- [Data under study]:
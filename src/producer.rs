//! NATS publisher for fraud alerts and user notifications

use crate::error::ExternalError;
use crate::types::alert::FraudAlert;
use anyhow::Result;
use async_nats::Client;
use async_trait::async_trait;
use chrono::{DateTime, Utc};
use serde::{Deserialize, Serialize};
use tracing::debug;

/// Subject line used for transaction alerts
pub const ALERT_SUBJECT_LINE: &str = "Urgent: Fraudulent Transaction Alert";

/// Notification delivery collaborator (SMS, email, push)
#[async_trait]
pub trait Notifier: Send + Sync {
    async fn notify(&self, recipient: &str, subject: &str, message: &str) -> std::result::Result<(), ExternalError>;
}

/// Envelope published for the delivery side to pick up
#[derive(Debug, Clone, PartialEq, Serialize, Deserialize)]
pub struct Notification {
    pub recipient: String,
    pub subject: String,
    pub message: String,
    pub created_at: DateTime<Utc>,
}

/// Human-readable alert body for a flagged transaction
pub fn format_alert(transaction_id: &str, anomaly_score: f64, user_id: &str) -> String {
    format!(
        "Suspicious activity detected!\n\n\
         Transaction ID: {}\n\
         Anomaly Score: {}\n\
         User ID: {}\n\n\
         Please review this transaction immediately.",
        transaction_id, anomaly_score, user_id
    )
}

/// Producer for publishing fraud alerts to NATS
#[derive(Clone)]
pub struct AlertProducer {
    client: Client,
    subject: String,
    notification_subject: String,
}

impl AlertProducer {
    pub fn new(client: Client, subject: &str, notification_subject: &str) -> Self {
        Self {
            client,
            subject: subject.to_string(),
            notification_subject: notification_subject.to_string(),
        }
    }

    /// Publish a fraud alert
    pub async fn publish(&self, alert: &FraudAlert) -> Result<()> {
        let payload = serde_json::to_vec(alert)?;

        self.client
            .publish(self.subject.clone(), payload.into())
            .await?;

        debug!(
            alert_id = %alert.alert_id,
            subject_id = %alert.subject_id,
            risk_score = alert.risk_score,
            "Published fraud alert"
        );

        Ok(())
    }
}

#[async_trait]
impl Notifier for AlertProducer {
    async fn notify(&self, recipient: &str, subject: &str, message: &str) -> std::result::Result<(), ExternalError> {
        let notification = Notification {
            recipient: recipient.to_string(),
            subject: subject.to_string(),
            message: message.to_string(),
            created_at: Utc::now(),
        };
        let payload = serde_json::to_vec(&notification)
            .map_err(|e| ExternalError::fatal("notifier", e.to_string()))?;

        self.client
            .publish(self.notification_subject.clone(), payload.into())
            .await
            .map_err(|e| ExternalError::retryable("notifier", e.to_string()))?;

        debug!(recipient = %recipient, subject = %subject, "Notification published");
        Ok(())
    }
}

- [Problem details]: The data above needs retyping. Reproduce each line exactly.

- [Answer space]:
filename src/producer.rs
//! NATS publisher for fraud alerts and user notifications

use crate::error::ExternalError;
use crate::types::alert::FraudAlert;
use anyhow::Result;
use async_nats::Client;
use async_trait::async_trait;
use chrono::{DateTime, Utc};
use serde::{Deserialize, Serialize};
use tracing::debug;

/// Subject line used for transaction alerts
pub const ALERT_SUBJECT_LINE: &str = "Urgent: Fraudulent Transaction Alert";

/// Notification delivery collaborator (SMS, email, push)
#[async_trait]
pub trait Notifier: Send + Sync {
    async fn notify(&self, recipient: &str, subject: &str, message: &str) -> std::result::Result<(), ExternalError>;
}

/// Envelope published for the delivery side to pick up
#[derive(Debug, Clone, PartialEq, Serialize, Deserialize)]
pub struct Notification {
    pub recipient: String,
    pub subject: String,
    pub message: String,
    pub created_at: DateTime<Utc>,
}

/// Human-readable alert body for a flagged transaction
pub fn format_alert(transaction_id: &str, anomaly_score: f64, user_id: &str) -> String {
    format!(
        "Suspicious activity detected!\n\n\
         Transaction ID: {}\n\
         Anomaly Score: {}\n\
         User ID: {}\n\n\
         Please review this transaction immediately.",
        transaction_id, anomaly_score, user_id
    )
}

/// Producer for publishing fraud alerts to NATS
#[derive(Clone)]
pub struct AlertProducer {
    client: Client,
    subject: String,
    notification_subject: String,
}

impl AlertProducer {
    pub fn new(client: Client, subject: &str, notification_subject: &str) -> Self {
        Self {
            client,
            subject: subject.to_string(),
            notification_subject: notification_subject.to_string(),
        }
    }

    /// Publish a fraud alert
    pub async fn publish(&self, alert: &FraudAlert) -> Result<()> {
        let payload = serde_json::to_vec(alert)?;

        self.client
            .publish(self.subject.clone(), payload.into())
            .await?;

        debug!(
            alert_id = %alert.alert_id,
            subject_id = %alert.subject_id,
            risk_score = alert.risk_score,
            "Published fraud alert"
        );

        Ok(())
    }
}

#[async_trait]
impl Notifier for AlertProducer {
    async fn notify(&self, recipient: &str, subject: &str, message: &str) -> std::result::Result<(), ExternalError> {
        let notification = Notification {
            recipient: recipient.to_string(),
            subject: subject.to_string(),
            message: message.to_string(),
            created_at: Utc::now(),
        };
        let payload = serde_json::to_vec(&notification)
            .map_err(|e| ExternalError::fatal("notifier", e.to_string()))?;

        self.client
            .publish(self.notification_subject.clone(), payload.into())
            .await
            .map_err(|e| ExternalError::retryable("notifier", e.to_string()))?;

        debug!(recipient = %recipient, subject = %subject, "Notification published");
        Ok(())
    }
}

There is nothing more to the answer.